Sometimes the peripherals to Western writing as as delightful as the books themselves. Two examples are at my elbow.
The first is the catalog of the High Plains Press, “Publishing Fine Books on Wyoming and the West.” The cover of the 6”X11” publication is horizon-orientation: a simple, almost Oriental, picture of four horses eating hay off snow. My first impression was that it was a watercolor, but it’s finely detailed enough to be a photo. One thing is certain: it’s the cover for “Beasts in the Snow: Poetry of the American West,” by Jane Elkington Wohl, an instructor at Sheridan College in Wyoming and in the Goddard College MFA in Writing program at Vermont. The blurb suggests that Wohl “sees through her skin”, like a worm: the weights and textures of things -- then reflects upon them in an unwormlike way.
Looking at this catalogue and thinking about the many ongoing conversations about why the genre Western tale is dying out every place but the movies (where it appears to be actor-driven -- more than a few big-name actors own ranches) and why even “literary” Western writing has slowed down, I see a new ground forming. First of all, it is about real -- sometimes historical -- people of the West and, second, about the sensory world of the West, mostly in poetry. I own some of these books (“Sheepwagon,” “Naming the Winds,” and “Landmarked: Stories of Peggy Simson Curry.”). They remind me of Canadian writing: extremely well-done and authoritative, but not slick. Each book belonging to itself. In Canada such books are considered national treasures and are subsidized by the government. In the USA most publishers snort and say they’ll never make the 10% profit level required by their investors. (They have no awareness of Canadian publishing at all, and few Easterners think there IS a Western publishing phenomenon.) American Western publishers “do it for love.”

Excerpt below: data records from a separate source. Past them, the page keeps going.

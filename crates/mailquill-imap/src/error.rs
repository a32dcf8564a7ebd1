//! Error types for the IMAP engine.

use thiserror::Error;

/// Protocol-level failures.
///
/// Any of these means the current command cannot complete and the
/// connection should be considered poisoned: the caller must reopen it
/// before issuing further commands.
#[derive(Debug, Error)]
pub enum ProtocolError {
    /// A response line exceeded the maximum allowed length.
    #[error("response line too long")]
    LineTooLong,

    /// A literal marker was syntactically invalid or oversized.
    #[error("bad literal: {0}")]
    BadLiteral(String),

    /// A literal's declared byte count did not match what was read.
    #[error("literal count mismatch: declared {declared}, got {got}")]
    LiteralMismatch {
        /// Byte count declared in the `{N}` marker.
        declared: usize,
        /// Bytes actually consumed.
        got: usize,
    },

    /// A tagged completion arrived for a tag we did not issue.
    #[error("unmatched tag: expected {expected}, got {got}")]
    UnmatchedTag {
        /// Tag of the command in flight.
        expected: String,
        /// Tag the server answered with.
        got: String,
    },

    /// An unrecognized field inside a FETCH data list.
    ///
    /// Skipping unknown fields silently would desynchronize the byte
    /// offsets used for literal extraction, so this is a hard error.
    #[error("unexpected FETCH field: {0}")]
    UnexpectedField(String),

    /// A response line that does not match the IMAP grammar.
    #[error("malformed response: {0}")]
    Malformed(String),
}

/// Errors that can occur during IMAP operations.
#[derive(Debug, Error)]
pub enum Error {
    /// I/O error during network or file operations.
    #[error("I/O error: {0}")]
    Io(#[from] std::io::Error),

    /// TLS handshake or encryption error.
    #[error("TLS error: {0}")]
    Tls(#[from] rustls::Error),

    /// Invalid DNS name for TLS.
    #[error("Invalid DNS name: {0}")]
    InvalidDnsName(#[from] rustls::pki_types::InvalidDnsNameError),

    /// Protocol violation; the connection is assumed poisoned.
    #[error("protocol error: {0}")]
    Protocol(#[from] ProtocolError),

    /// The transport was severed while a command was in flight.
    #[error("connection lost: {0}")]
    ConnectionLost(#[source] std::io::Error),

    /// An authentication mechanism was attempted and rejected.
    ///
    /// Non-fatal to the connection: the caller may re-prompt for
    /// credentials and try again on the same session.
    #[error("{mechanism} authentication failed: {message}")]
    AuthFailed {
        /// Mechanism name as sent on the wire.
        mechanism: String,
        /// Server-supplied or mechanism-supplied failure text.
        message: String,
    },

    /// No authentication mechanism could be attempted at all.
    #[error("no usable authentication mechanism")]
    AuthUnavailable,

    /// The user cancelled a credential prompt.
    #[error("cancelled by user")]
    Cancelled,

    /// Server answered a command with `NO` or `BAD`.
    ///
    /// Carries the server's literal message for display; never poisons
    /// the connection by itself.
    #[error("server rejected command: {0}")]
    Rejected(String),
}

impl Error {
    /// Reclassifies transport-level I/O failures as a lost connection.
    ///
    /// Used by the command drive loop: once a command is in flight, any
    /// read/write failure means the exchange can never complete.
    #[must_use]
    pub fn into_lost(self) -> Self {
        match self {
            Self::Io(e) => Self::ConnectionLost(e),
            other => other,
        }
    }
}

/// Result type alias using our Error type.
pub type Result<T> = std::result::Result<T, Error>;

#[cfg(test)]
#[allow(
    clippy::unwrap_used,
    clippy::redundant_clone,
    clippy::manual_string_new,
    clippy::needless_collect,
    clippy::unreadable_literal,
    clippy::used_underscore_items,
    clippy::similar_names
)]
mod tests {
    use super::*;

    #[test]
    fn test_io_becomes_connection_lost() {
        let err = Error::Io(std::io::Error::new(
            std::io::ErrorKind::UnexpectedEof,
            "closed",
        ));
        assert!(matches!(err.into_lost(), Error::ConnectionLost(_)));
    }

    #[test]
    fn test_non_io_unchanged_by_into_lost() {
        let err = Error::Rejected("NO such mailbox".to_string());
        assert!(matches!(err.into_lost(), Error::Rejected(_)));
    }

    #[test]
    fn test_protocol_error_display() {
        let err = Error::Protocol(ProtocolError::LiteralMismatch {
            declared: 10,
            got: 7,
        });
        assert!(err.to_string().contains("declared 10"));
    }
}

So I am even more pleased that Dale Burk has published “Untold Tales of Bison Range Tales” by Ernie Kraft. For me, this is a trifecta win. First of all, Burk with his Stoneydale Press was one of the early writers to understand the importance of artists on the northern plains. (His two art books are reviewed earlier in this blog.) Highly educated and very hip, Burk has tenaciously marketed books for the “hook and bullet” crowd by not going the usual book chain route but by selling through such unexpected venues as sports stores. (Martin Murie does this, too, and reports success.) His fine photography is featured in a recent book and he has a number of fine history books. Check them out: www.stoneydale.com. Internet websites may be the salvation of Western publishers, if you know to look for them.
Second, the Moiese Bison Range is a legendary operation that Bob Scriver and I were lucky enough to be part of in the Sixties before concerns about insurance and disease crowded all outsiders out of the operation. It was a most amazing experience that stayed with us the rest of our lives. The men were so cooperative and open to sharing what they knew that Bob’s bronze “Real Meat” could be based on actual measurements of specific animals, and his understanding of bison behavior went deep. We often talked about those weeks, telling each other the tales all over again.

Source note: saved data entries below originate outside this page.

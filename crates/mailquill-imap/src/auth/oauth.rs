//! OAUTHBEARER (RFC 7628) and XOAUTH2 bearer-token mechanisms.
//!
//! Both send one framed token message. On failure the server does not
//! answer `NO` directly; it sends the error detail as a continuation
//! and waits for an acknowledgement before the tagged rejection.
//! OAUTHBEARER acknowledges with a lone `%x01` octet, XOAUTH2 with an
//! empty line.

use tokio::io::{AsyncRead, AsyncWrite};

use crate::auth::{AuthOutcome, Exchange, Reply, outcome};
use crate::credentials::{Account, TokenSource};
use crate::handler::MailboxHandler;
use crate::session::Session;
use crate::Result;

/// OAUTHBEARER initial client response (RFC 7628 framing).
fn oauthbearer_payload(user: &str, token: &str) -> String {
    format!("n,a={user},\x01auth=Bearer {token}\x01\x01")
}

/// XOAUTH2 initial client response (proprietary framing).
fn xoauth2_payload(user: &str, token: &str) -> String {
    format!("user={user}\x01auth=Bearer {token}\x01\x01")
}

pub(super) async fn attempt_oauthbearer<S>(
    session: &mut Session<S>,
    handler: &mut dyn MailboxHandler,
    account: &Account,
    tokens: &mut dyn TokenSource,
) -> Result<AuthOutcome>
where
    S: AsyncRead + AsyncWrite + Unpin,
{
    if !session.capabilities().supports_auth("OAUTHBEARER") {
        return Ok(AuthOutcome::Unavailable("not advertised".to_string()));
    }
    let token = match tokens.bearer_token(&account.username) {
        Ok(token) => token,
        Err(reason) => return Ok(AuthOutcome::Unavailable(reason)),
    };

    let payload = oauthbearer_payload(&account.username, &token);
    let mut exchange =
        Exchange::begin(session, handler, "OAUTHBEARER", Some(payload.as_bytes())).await?;

    match exchange.next().await? {
        Reply::Done(completion) => Ok(outcome(completion)),
        Reply::Challenge(detail) => {
            // Error detail round: acknowledge with the abort octet, then
            // take the tagged NO.
            exchange.send(&[0x01]).await?;
            let completion = exchange.drain().await?;
            Ok(AuthOutcome::Failed(failure_message(&detail, completion.text)))
        }
    }
}

pub(super) async fn attempt_xoauth2<S>(
    session: &mut Session<S>,
    handler: &mut dyn MailboxHandler,
    account: &Account,
    tokens: &mut dyn TokenSource,
) -> Result<AuthOutcome>
where
    S: AsyncRead + AsyncWrite + Unpin,
{
    if !session.capabilities().supports_auth("XOAUTH2") {
        return Ok(AuthOutcome::Unavailable("not advertised".to_string()));
    }
    let token = match tokens.bearer_token(&account.username) {
        Ok(token) => token,
        Err(reason) => return Ok(AuthOutcome::Unavailable(reason)),
    };

    let payload = xoauth2_payload(&account.username, &token);
    let mut exchange =
        Exchange::begin(session, handler, "XOAUTH2", Some(payload.as_bytes())).await?;

    match exchange.next().await? {
        Reply::Done(completion) => Ok(outcome(completion)),
        Reply::Challenge(detail) => {
            exchange.send_empty().await?;
            let completion = exchange.drain().await?;
            Ok(AuthOutcome::Failed(failure_message(&detail, completion.text)))
        }
    }
}

/// Prefers the continuation's error payload (usually a JSON blob with
/// the HTTP status) over the generic tagged text.
fn failure_message(detail: &[u8], tagged_text: String) -> String {
    let detail = String::from_utf8_lossy(detail);
    let detail = detail.trim();
    if detail.is_empty() {
        tagged_text
    } else {
        detail.to_string()
    }
}

#[cfg(test)]
#[allow(
    clippy::unwrap_used,
    clippy::redundant_clone,
    clippy::manual_string_new,
    clippy::needless_collect,
    clippy::unreadable_literal,
    clippy::used_underscore_items,
    clippy::similar_names
)]
mod tests {
    use super::*;
    use crate::handler::NoopHandler;
    use base64::Engine;
    use base64::engine::general_purpose::STANDARD;
    use tokio_test::io::Builder;

    struct FixedToken(std::result::Result<String, String>);

    impl TokenSource for FixedToken {
        fn bearer_token(&mut self, _username: &str) -> std::result::Result<String, String> {
            self.0.clone()
        }
    }

    #[test]
    fn test_payload_framing() {
        assert_eq!(
            oauthbearer_payload("u@example.com", "tok"),
            "n,a=u@example.com,\x01auth=Bearer tok\x01\x01"
        );
        assert_eq!(
            xoauth2_payload("u@example.com", "tok"),
            "user=u@example.com\x01auth=Bearer tok\x01\x01"
        );
    }

    #[tokio::test]
    async fn test_oauthbearer_success_with_sasl_ir() {
        let initial = STANDARD.encode(oauthbearer_payload("alice@example.com", "tok123"));
        let command = format!("A0000 AUTHENTICATE OAUTHBEARER {initial}\r\n");

        let mock = Builder::new()
            .read(b"* OK [CAPABILITY IMAP4rev1 SASL-IR AUTH=OAUTHBEARER] hi\r\n")
            .write(command.as_bytes())
            .read(b"A0000 OK welcome\r\n")
            .build();

        let mut session = Session::from_stream(mock).await.unwrap();
        let account = Account::new("alice@example.com", "mail.example.com");
        let mut tokens = FixedToken(Ok("tok123".to_string()));

        let result = attempt_oauthbearer(&mut session, &mut NoopHandler, &account, &mut tokens)
            .await
            .unwrap();
        assert_eq!(result, AuthOutcome::Success);
    }

    #[tokio::test]
    async fn test_oauthbearer_failure_sends_abort_octet() {
        let initial = STANDARD.encode(oauthbearer_payload("alice@example.com", "expired"));
        let command = format!("A0000 AUTHENTICATE OAUTHBEARER {initial}\r\n");

        let mock = Builder::new()
            .read(b"* OK [CAPABILITY IMAP4rev1 SASL-IR AUTH=OAUTHBEARER] hi\r\n")
            .write(command.as_bytes())
            // base64 of {"status":"401","schemes":"bearer"}
            .read(b"+ eyJzdGF0dXMiOiI0MDEiLCJzY2hlbWVzIjoiYmVhcmVyIn0=\r\n")
            .write(b"AQ==\r\n")
            .read(b"A0000 NO SASL authentication failed\r\n")
            .build();

        let mut session = Session::from_stream(mock).await.unwrap();
        let account = Account::new("alice@example.com", "mail.example.com");
        let mut tokens = FixedToken(Ok("expired".to_string()));

        let result = attempt_oauthbearer(&mut session, &mut NoopHandler, &account, &mut tokens)
            .await
            .unwrap();
        let AuthOutcome::Failed(message) = result else {
            panic!("expected failure");
        };
        assert!(message.contains("401"));
    }

    #[tokio::test]
    async fn test_xoauth2_failure_sends_empty_line() {
        let initial = STANDARD.encode(xoauth2_payload("alice@example.com", "expired"));
        let command = format!("A0000 AUTHENTICATE XOAUTH2 {initial}\r\n");

        let mock = Builder::new()
            .read(b"* OK [CAPABILITY IMAP4rev1 SASL-IR AUTH=XOAUTH2] hi\r\n")
            .write(command.as_bytes())
            .read(b"+ eyJzdGF0dXMiOiI0MDEiLCJzY2hlbWVzIjoiYmVhcmVyIn0=\r\n")
            .write(b"\r\n")
            .read(b"A0000 NO invalid credentials\r\n")
            .build();

        let mut session = Session::from_stream(mock).await.unwrap();
        let account = Account::new("alice@example.com", "mail.example.com");
        let mut tokens = FixedToken(Ok("expired".to_string()));

        let result = attempt_xoauth2(&mut session, &mut NoopHandler, &account, &mut tokens)
            .await
            .unwrap();
        assert!(matches!(result, AuthOutcome::Failed(m) if m.contains("401")));
    }

    #[tokio::test]
    async fn test_no_token_is_unavailable() {
        let mock = Builder::new()
            .read(b"* OK [CAPABILITY IMAP4rev1 AUTH=OAUTHBEARER] hi\r\n")
            .build();

        let mut session = Session::from_stream(mock).await.unwrap();
        let account = Account::new("alice@example.com", "mail.example.com");
        let mut tokens = FixedToken(Err("refresh token revoked".to_string()));

        let result = attempt_oauthbearer(&mut session, &mut NoopHandler, &account, &mut tokens)
            .await
            .unwrap();
        assert_eq!(
            result,
            AuthOutcome::Unavailable("refresh token revoked".to_string())
        );
    }
}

Ernie Kraft was the guy assigned to chaperoning Bob and then the two of us. When he found out that Bob had a good horse and knew what he was doing, Ernie opened up about his enormous love for the range and the buffs. He was writing even then, in the Sixties, and accumulating a hoard of photos and stories. He suggested that I write about the range, and I intended to, but life moved quickly. Now my story is a section of my biography of Bob, "Bronze, Inside and Out" to be published by the University of Calgary Press in the spring, but I’m jubilant that Ernie got his book done. We only participated in the roundup a few times, but Ernie worked there for more than thirty years. It was a remarkable crew, marked by courage and careful judgment.
In 1990 I attended a writer’s workshop taught by Peter Matthiessen and we immediately established a relationship based on our memories of the Bison Range, which Peter had visited earlier in the tenure of C.J. Henry, the visionary manager who thought artists and writers were important to the future of the herd. I don’t know whether Peter wrote about it. This was long before the ruckus along the edge of Yellowstone. It was also before “meat bison” became a crop, so that fifteen miles from here is a ranch where a mob of two-year-olds stand around among the irrigation equipment waiting to become steak and none of the big rogue bulls that we dealt with would be tolerated. It was before “bison-in-a-box” hunts were held on ranches where for a fee people could shoot confined animals.
The West is a haunted place where the new ghosts push the old ones a little farther back in memory all the time, even as the writers return them to life once again. Reading these books will let you walk among them far more vividly than building a McMansion in a hayfield.